Начальник социального отдела предлагает пройти в соседнюю комнату, где два проповедника читают Библию вместе с заключёнными. Здесь заняты все лавки, и седоволосый мужчина, завидев меня, учтиво подвигается.
Каждый держит в руках Библию. У моего соседа она вся измята и перемотана скотчем, а страницы, которые он листает, помечены разноцветными фломастерами. На коленях у него лежит тетрадь, где записи сделаны без единой помарки, с ровными пропусками через каждые три строчки. Он тянет руку вверх и начинает протяжно и вдумчиво читать послание Иеримии.

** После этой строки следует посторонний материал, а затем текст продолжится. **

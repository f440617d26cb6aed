//  Copyright 2024 SRA Tools Authors
//
//  Licensed under the Apache License, Version 2.0 (the "License");
//  you may not use this file except in compliance with the License.
//  You may obtain a copy of the License at
//
//  http://www.apache.org/licenses/LICENSE-2.0
//
//  Unless required by applicable law or agreed to in writing, software
//  distributed under the License is distributed on an "AS IS" BASIS,
//  WITHOUT WARRANTIES OR CONDITIONS OF ANY KIND, either express or implied.
//  See the License for the specific language governing permissions and
//  limitations under the License.

//! The succinct, batched, concurrent spot index (C2-C4): a fixed-schema columnar
//! metadata store, frozen name-dictionary batches built in the background, and the
//! per-group hot-map/frozen-batch search that ties them together into one
//! `find_or_insert` surface spanning every read-group in a load.

pub mod batch;
pub mod column;
pub mod dictionary;
pub mod group;
pub mod index;
pub mod metadata;
pub mod pool;

pub use group::{FindResult, GroupIndex};
pub use index::{IndexFindResult, SpotIndex, DEFAULT_TARGET_BATCH_SIZE};
pub use metadata::{MetadataFrame, ReadNumber, ALIGNMENT_COUNT_CAP};
pub use pool::WorkerPool;
//  Copyright 2024 SRA Tools Authors
//
//  Licensed under the Apache License, Version 2.0 (the "License");
//  you may not use this file except in compliance with the License.
//  You may obtain a copy of the License at
//
//  http://www.apache.org/licenses/LICENSE-2.0
//
//  Unless required by applicable law or agreed to in writing, software
//  distributed under the License is distributed on an "AS IS" BASIS,
//  WITHOUT WARRANTIES OR CONDITIONS OF ANY KIND, either express or implied.
//  See the License for the specific language governing permissions and
//  limitations under the License.

//! Shared building blocks for the SRA spot-assembly crates: the opaque spot key codec,
//! the typed error taxonomy, and metric handles.

pub mod error;
pub mod key;
pub mod metrics;

pub use error::{ErrorCounters, LoaderError, Result};
pub use key::{KeyCodec, SpotKey, DEFAULT_GROUP_BITS};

Мужчины даже не реагируют на щелчки фотокамер, так сильно они увлечены чтением.
Лекция аюрведического врача подходит к концу и я спешу познакомиться с кем- то из заключенных. Невысокого роста лохматый человек говорил неразборчиво, он был не против дать небольшое интервью, но подполковник попросил его уйти. Позже окажется, что у мужчины психическое расстройство, а несколько лет назад он зарубил мать топором.
Начальник социального отделения предлагает поговорить с парнем, который вёл нас по тёмному тоннелю.

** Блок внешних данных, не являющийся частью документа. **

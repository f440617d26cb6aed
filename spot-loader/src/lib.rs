//  Copyright 2024 SRA Tools Authors
//
//  Licensed under the Apache License, Version 2.0 (the "License");
//  you may not use this file except in compliance with the License.
//  You may obtain a copy of the License at
//
//  http://www.apache.org/licenses/LICENSE-2.0
//
//  Unless required by applicable law or agreed to in writing, software
//  distributed under the License is distributed on an "AS IS" BASIS,
//  WITHOUT WARRANTIES OR CONDITIONS OF ANY KIND, either express or implied.
//  See the License for the specific language governing permissions and
//  limitations under the License.

//! The spot-assembly loader core: ties [`spot_index`]'s name index, [`spot_filter`]'s
//! key filter, and [`spot_bank`]'s Mate Bank into the end-to-end pipeline described in
//! the system overview - decoder -> ingest queue -> record processor -> (on end of
//! input) the three finalization passes.
//!
//! [`load`] is the one entry point a host process needs; everything else (the
//! collaborator traits, [`LoaderConfig`], the individual pipeline stages) is exported for
//! callers who want to drive the pipeline by hand - a resumable loader, or one that
//! interleaves finalization with something else, for instance.

pub mod collaborators;
pub mod config;
pub mod finalize;
pub mod fragment;
pub mod ingest;
pub mod processor;
pub mod record;
pub mod sampler;

pub use collaborators::{
    AlignmentWriteRecord, AlignmentWriter, BamDecoder, MatchStats, ReadPayload, ReferenceCollaborator, ReferenceFileInfo, SequenceRecord,
    SequenceWriter,
};
pub use config::LoaderConfig;
pub use finalize::FinalizationSummary;
pub use ingest::IngestCoordinator;
pub use processor::{IdCounters, RecordProcessor};
pub use record::{AlignmentRecord, CigarOp, Flags, Platform};
pub use sampler::{MemorySample, MemorySampler};

use spot_common::error::{ErrorCounters, Result};
use spot_common::key::KeyCodec;
use spot_bank::{MateBank, MateBankConfig};
use spot_filter::{KeyFilter, Tier};
use spot_index::{SpotIndex, WorkerPool};

/// How often, in processed records, the umbrella loader re-checks the memory-budget
/// projection against a hard failure (§5). Matches [`crate::processor`]'s own internal
/// sampling cadence for the soft/logged check.
const MEMORY_CHECK_INTERVAL: u64 = 100_000;

/// What one complete load produced: how many spots were assembled, which recoverable
/// error classes fired and how often, and what each finalization pass did.
#[derive(Debug, Clone, Copy)]
pub struct LoadReport {
    pub spots_assembled: u64,
    pub errors: ErrorCounters,
    pub finalization: FinalizationSummary,
}

/// Runs one complete load: spawns the ingest coordinator over `decoder`, feeds every
/// decoded record through a [`RecordProcessor`], then runs [`finalize::run`] once ingest
/// reaches end of input.
///
/// Any fatal error - from decoding, the per-record state machine, the memory-budget
/// sampler, or finalization - cancels the decoder thread and propagates. Finalization
/// never starts if ingest itself ended in error, per §4.8's refusal rule.
pub fn load<D, R, S, A>(
    decoder: D,
    reference: R,
    sequence_writer: S,
    alignment_writer: A,
    config: LoaderConfig,
    total_records_hint: Option<u64>,
) -> Result<LoadReport>
where
    D: BamDecoder + Send + 'static,
    R: ReferenceCollaborator,
    S: SequenceWriter + Sync,
    A: AlignmentWriter,
{
    let codec = KeyCodec::new(config.group_bits);
    let estimated_spots = total_records_hint.unwrap_or(0) as f64 / 2.0;
    let filter = KeyFilter::new(Tier::for_estimated_spots(estimated_spots));
    let pool = WorkerPool::new(config.worker_threads);
    let index = SpotIndex::new(codec, filter, pool, config.insert_probe_interval, config.target_batch_size);
    let mate_bank = MateBank::new(MateBankConfig { large_chunk_size: config.mate_bank_large_chunk, small_chunk_size: config.mate_bank_small_chunk });

    let mut processor = RecordProcessor::new(index, mate_bank, reference, sequence_writer, alignment_writer, config.clone(), total_records_hint);

    let coordinator = IngestCoordinator::spawn(decoder, config.ingest_queue_capacity);
    let mut processed = 0u64;
    loop {
        let record = match coordinator.recv() {
            Ok(Some(record)) => record,
            Ok(None) => break,
            Err(err) => return Err(err),
        };
        if let Err(err) = processor.process(record) {
            coordinator.cancel();
            return Err(err);
        }
        processed += 1;
        if processed % MEMORY_CHECK_INTERVAL == 0 {
            if let Err(err) = processor.check_memory_budget() {
                coordinator.cancel();
                return Err(err);
            }
        }
    }
    drop(coordinator);

    let finalization = finalize::run(&mut processor)?;
    let ids = processor.ids();
    let errors = processor.errors();
    Ok(LoadReport { spots_assembled: ids.spot_count(), errors, finalization })
}

#[cfg(test)]
mod tests {
    use super::*;
    use crate::collaborators::{AlignmentWriteRecord, MatchStats, ReferenceFileInfo};
    use crate::record::{AlignmentRecord, CigarOp, Flags, Platform};
    use spot_common::key::SpotKey;
    use std::sync::Mutex;

    struct VecDecoder {
        records: Mutex<std::vec::IntoIter<AlignmentRecord>>,
    }

    impl VecDecoder {
        fn new(records: Vec<AlignmentRecord>) -> Self {
            Self { records: Mutex::new(records.into_iter()) }
        }
    }

    impl BamDecoder for VecDecoder {
        fn next_record(&mut self) -> Result<Option<AlignmentRecord>> {
            Ok(self.records.lock().unwrap().next())
        }
    }

    struct MockReference;
    impl ReferenceCollaborator for MockReference {
        fn verify(&mut self, _name: &[u8], _length: u64, _checksum: &str) -> Result<()> {
            Ok(())
        }
        fn set_file(&mut self, _name: &[u8], _length: u64, _checksum: &str) -> Result<ReferenceFileInfo> {
            Ok(ReferenceFileInfo::default())
        }
        fn read(&mut self, _record: &AlignmentRecord, _pos: i64, _cigar: &[CigarOp], seq: &[u8], _readlen: usize, _intron_mode: bool) -> Result<MatchStats> {
            Ok(MatchStats { matches: seq.len() as u32, mismatches: 0 })
        }
        fn first_row_of(&self, _name: &[u8]) -> Option<u64> {
            None
        }
        fn add_align_id(&mut self, _id: u64, _is_primary: bool) {}
        fn is_known_reference(&self, _reference_id: u32) -> bool {
            true
        }
    }

    #[derive(Default)]
    struct MockSequenceWriter {
        rows: Mutex<Vec<SequenceRecord>>,
        updates: Mutex<Vec<(u64, u8, [u64; 2], [u16; 2])>>,
    }
    impl SequenceWriter for MockSequenceWriter {
        fn write(&mut self, record: &SequenceRecord, _is_color_space: bool, _pcr_dup: bool, _platform: u16) -> Result<u64> {
            let mut rows = self.rows.lock().unwrap();
            rows.push(record.clone());
            Ok(rows.len() as u64)
        }
        fn read_key(&self, row: u64) -> SpotKey {
            self.rows.lock().unwrap()[(row - 1) as usize].key
        }
        fn update_align_data(&mut self, row: u64, num_reads: u8, primary_ids: [u64; 2], counts: [u16; 2]) {
            self.updates.lock().unwrap().push((row, num_reads, primary_ids, counts));
        }
        fn done(&mut self) {}
    }

    #[derive(Default)]
    struct MockAlignmentWriter {
        rows: Vec<AlignmentWriteRecord>,
        cursor: usize,
        spot_ids: Vec<u64>,
    }
    impl AlignmentWriter for MockAlignmentWriter {
        fn write(&mut self, record: &AlignmentWriteRecord) -> Result<u64> {
            self.rows.push(record.clone());
            Ok(self.rows.len() as u64)
        }
        fn start_updating_spot_ids(&mut self) {
            self.cursor = 0;
        }
        fn get_spot_key(&mut self) -> Option<SpotKey> {
            let key = self.rows.get(self.cursor).map(|r| r.key);
            if key.is_some() {
                self.cursor += 1;
            }
            key
        }
        fn write_spot_id(&mut self, id: u64) {
            self.spot_ids.push(id);
        }
    }

    fn record(name: &[u8], flags: Flags, aligned: bool) -> AlignmentRecord {
        AlignmentRecord {
            name: name.to_vec(),
            group_key: Vec::new(),
            platform: Platform::Illumina,
            flags,
            reference_id: if aligned { Some(0) } else { None },
            reference_pos: if aligned { Some(100) } else { None },
            mapping_quality: 60,
            cigar: vec![CigarOp::new(10, CigarOp::OP_MATCH)],
            sequence: b"ACGTACGTAC".to_vec(),
            qualities: vec![30; 10],
            original_qualities: None,
            mate_reference_id: None,
            mate_pos: None,
            template_len: 0,
            color_space: false,
            linkage_group: None,
            barcode: None,
        }
    }

    #[test]
    fn end_to_end_load_assembles_a_mated_pair_and_a_solo_fragment() {
        let records = vec![
            record(b"mated", Flags::PAIRED | Flags::FIRST_IN_PAIR, true),
            record(b"mated", Flags::PAIRED | Flags::SECOND_IN_PAIR, true),
            record(b"solo", Flags::PAIRED | Flags::FIRST_IN_PAIR, true),
        ];
        let decoder = VecDecoder::new(records);
        let config = LoaderConfig::builder().worker_threads(2).build().unwrap();

        let report = load(decoder, MockReference, MockSequenceWriter::default(), MockAlignmentWriter::default(), config, Some(3)).unwrap();

        assert_eq!(report.spots_assembled, 2);
        assert_eq!(report.finalization.solo_fragments_emitted, 1);
        assert_eq!(report.finalization.pass_c_rows, 3);
        assert_eq!(report.errors.total(), 0);
    }

    #[test]
    fn an_unknown_reference_in_strict_mode_fails_the_load() {
        struct RejectingReference;
        impl ReferenceCollaborator for RejectingReference {
            fn verify(&mut self, _name: &[u8], _length: u64, _checksum: &str) -> Result<()> {
                Ok(())
            }
            fn set_file(&mut self, _name: &[u8], _length: u64, _checksum: &str) -> Result<ReferenceFileInfo> {
                Ok(ReferenceFileInfo::default())
            }
            fn read(&mut self, _record: &AlignmentRecord, _pos: i64, _cigar: &[CigarOp], _seq: &[u8], _readlen: usize, _intron_mode: bool) -> Result<MatchStats> {
                Ok(MatchStats { matches: 10, mismatches: 0 })
            }
            fn first_row_of(&self, _name: &[u8]) -> Option<u64> {
                None
            }
            fn add_align_id(&mut self, _id: u64, _is_primary: bool) {}
            fn is_known_reference(&self, _reference_id: u32) -> bool {
                false
            }
        }

        let decoder = VecDecoder::new(vec![record(b"a", Flags::PAIRED | Flags::FIRST_IN_PAIR, true)]);
        let config = LoaderConfig::builder().strict(true).build().unwrap();
        let result = load(decoder, RejectingReference, MockSequenceWriter::default(), MockAlignmentWriter::default(), config, Some(1));
        assert!(result.is_err());
    }
}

Это Володя, ему 28, он родился и вырос в Бурштыне, Ивано-Франковской области. Это вторая судимость Володи, он был совсем юным, когда сел за кражу в особо крупных размерах. В общей сложности, Володя провёл 13 лет в местах лишения свободы. Сейчас он отбывает срок за массовую драку, которая закончилась фатально для одного из её участников.
Заключенный работает дневальным в колонии – это может поспособствовать его досрочному освобождению.
– Володя, вы жалеете, что ваша жизнь складывается именно так, за решёткой?
– Важко сказати. І да і нєт. Було б добре, якби не тут, але не хотілося б сидіти під градами.
– Почему вы начали воровать?
– Це були легкі гроші. Я подумав, нащо працювати, якщо можна вкрасти.
– Как думаете, больше не попадёте сюда после отбывания срока?
– Від тюрми не зарікайся, – смотрит в сторону подполковника и улыбается.
У Володи есть две сестры, одна из них на заработках в Польше, есть ещё отец, но его не навещают в колонии, а только звонят. Он был женат однажды, но завести детей не успел.
– Чем вы будете заниматься, когда выйдете отсюда?
– Є один театр – Еммануїл, я грав у ньому, ще коли сидів у Самборі, – достает из кармана штанов коллективное фото переодетых людей с его участием.
– То есть, вы хотите стать артистом?
– Да.
Я прощаюсь с Володей, желая ему как можно раньше покинуть это место, в свою очередь, он благодарит меня за визит.